Apple’s newest smartphone, the iPhone 13, was introduced to the public on September 14th. This version has four sizes, ranging from mini — which start at a price tag of $699 — to pro max — which start at $1,099.
The new release begs the question: Is it worth upgrading your current smartphone?
While the answer varies depending upon a person’s interests, needs and financial situation, reviewers of the iPhone 13 have generally felt that it is only a refresh of last year’s iPhone 12, though many have pointed out that the 13’s battery life has improved.
In a very interesting New York Times article from October 20, journalist Brian X. Chen took a deeper look at the opposing mindset Americans have when it comes to saving (or going into debt) for an iPhone versus saving for retirement.
“…$700 to $1,000 — the price range of modern smartphones — is a big purchase. Fewer than half of American adults have enough savings set aside to cover three months of emergency expenses, according to the Pew Research Center. Yet one in five people surveyed by the financial website WalletHub thought a new phone was worth going into debt for.”

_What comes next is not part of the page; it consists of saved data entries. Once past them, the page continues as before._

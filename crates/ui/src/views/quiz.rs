use dioxus::prelude::*;
use tracing::warn;

use crate::context::AppContext;
use crate::views::ViewError;
use crate::vm::{QuizScreenVm, map_quiz_screen};

#[component]
pub fn QuizView() -> Element {
    let ctx = use_context::<AppContext>();
    let quiz = use_signal(|| ctx.new_quiz().map_err(|_| ViewError::EmptyQuiz));

    let screen = quiz.read().as_ref().map(map_quiz_screen).map_err(|err| *err);

    rsx! {
        div { class: "page quiz-page",
            h2 { class: "view-title", "Halifax Woodlands Quiz" }
            match screen {
                Err(err) => rsx! {
                    p { class: "quiz-empty", "{err.message()}" }
                },
                Ok(QuizScreenVm::Question(question)) => {
                    let option_buttons = question.options.iter().map(|option| {
                        let mut quiz = quiz;
                        let label = option.clone();
                        let answer = option.clone();
                        rsx! {
                            button {
                                key: "{label}",
                                class: "quiz-option",
                                r#type: "button",
                                onclick: move |_| {
                                    if let Ok(quiz) = &mut *quiz.write() {
                                        if let Err(err) = quiz.submit_answer(&answer) {
                                            warn!(error = %err, "answer ignored");
                                        }
                                    }
                                },
                                "{label}"
                            }
                        }
                    });
                    rsx! {
                        div { class: "quiz-card",
                            h3 { class: "quiz-prompt", "{question.prompt}" }
                            div { class: "quiz-options",
                                {option_buttons}
                            }
                            p { class: "quiz-progress", "{question.progress_label}" }
                        }
                    }
                }
                Ok(QuizScreenVm::Complete(result)) => {
                    let mut quiz = quiz;
                    rsx! {
                        div { class: "quiz-card quiz-complete",
                            h3 { "Quiz Complete!" }
                            p { class: "quiz-score", "{result.score_label}" }
                            button {
                                class: "btn btn-primary",
                                r#type: "button",
                                onclick: move |_| {
                                    if let Ok(quiz) = &mut *quiz.write() {
                                        quiz.reset();
                                    }
                                },
                                "Try Again"
                            }
                        }
                    }
                }
            }
        }
    }
}
use std::sync::Arc;

use services::{
    FileDecoder, NarrationService, Narrator, QuizError, QuizService, SlideshowService,
};
use woodland_core::SlideshowTiming;
use woodland_core::model::{Question, Slide};

pub trait UiApp: Send + Sync {
    fn quiz_questions(&self) -> Vec<Question>;
    fn tour_slides(&self) -> Vec<Slide>;
    fn narrator(&self) -> Arc<dyn Narrator>;
    fn decoder(&self) -> Arc<dyn FileDecoder>;
    fn timing(&self) -> SlideshowTiming;
    /// Ask the webview whether it can speak before narrating.
    fn checks_speech_support(&self) -> bool;
}

/// Everything the views need, resolved once at launch.
///
/// Each view builds its own controller from here, so remounting a view starts
/// a fresh quiz or tour.
#[derive(Clone)]
pub struct AppContext {
    questions: Arc<[Question]>,
    slides: Arc<[Slide]>,
    narrator: Arc<dyn Narrator>,
    decoder: Arc<dyn FileDecoder>,
    timing: SlideshowTiming,
    checks_speech_support: bool,
}

impl AppContext {
    #[must_use]
    pub fn new(app: &Arc<dyn UiApp>) -> Self {
        Self {
            questions: app.quiz_questions().into(),
            slides: app.tour_slides().into(),
            narrator: app.narrator(),
            decoder: app.decoder(),
            timing: app.timing(),
            checks_speech_support: app.checks_speech_support(),
        }
    }

    #[must_use]
    pub fn question_count(&self) -> usize {
        self.questions.len()
    }

    #[must_use]
    pub fn slide_count(&self) -> usize {
        self.slides.len()
    }

    /// # Errors
    ///
    /// Returns `QuizError::Empty` if the app was launched without questions.
    pub fn new_quiz(&self) -> Result<QuizService, QuizError> {
        QuizService::new(self.questions.to_vec())
    }

    #[must_use]
    pub fn new_tour(&self) -> SlideshowService {
        let narration = NarrationService::new(Arc::clone(&self.narrator));
        SlideshowService::new(self.slides.to_vec(), narration).with_timing(self.timing)
    }

    #[must_use]
    pub fn decoder(&self) -> Arc<dyn FileDecoder> {
        Arc::clone(&self.decoder)
    }

    #[must_use]
    pub fn timing(&self) -> SlideshowTiming {
        self.timing
    }

    #[must_use]
    pub fn checks_speech_support(&self) -> bool {
        self.checks_speech_support
    }
}

// This context is provided by the application composition root (e.g. `crates/app`).

/// Build an `AppContext` from a UI-facing app implementation.
#[must_use]
pub fn build_app_context(app: &Arc<dyn UiApp>) -> AppContext {
    AppContext::new(app)
}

It’s a hard reality to face, isn’t it?
While smartphones can be powerful tools for work, and undoubtedly are the most popular form of modern-day communication, the $1,000 price tag of an iPhone, if reallocated into a retirement account today, would by some estimates be about $17,000 in 30 years.
Before stepping into your carrier’s storefront, it’s worth taking a look at phone upgrades with a different mindset, weighing their financial impact.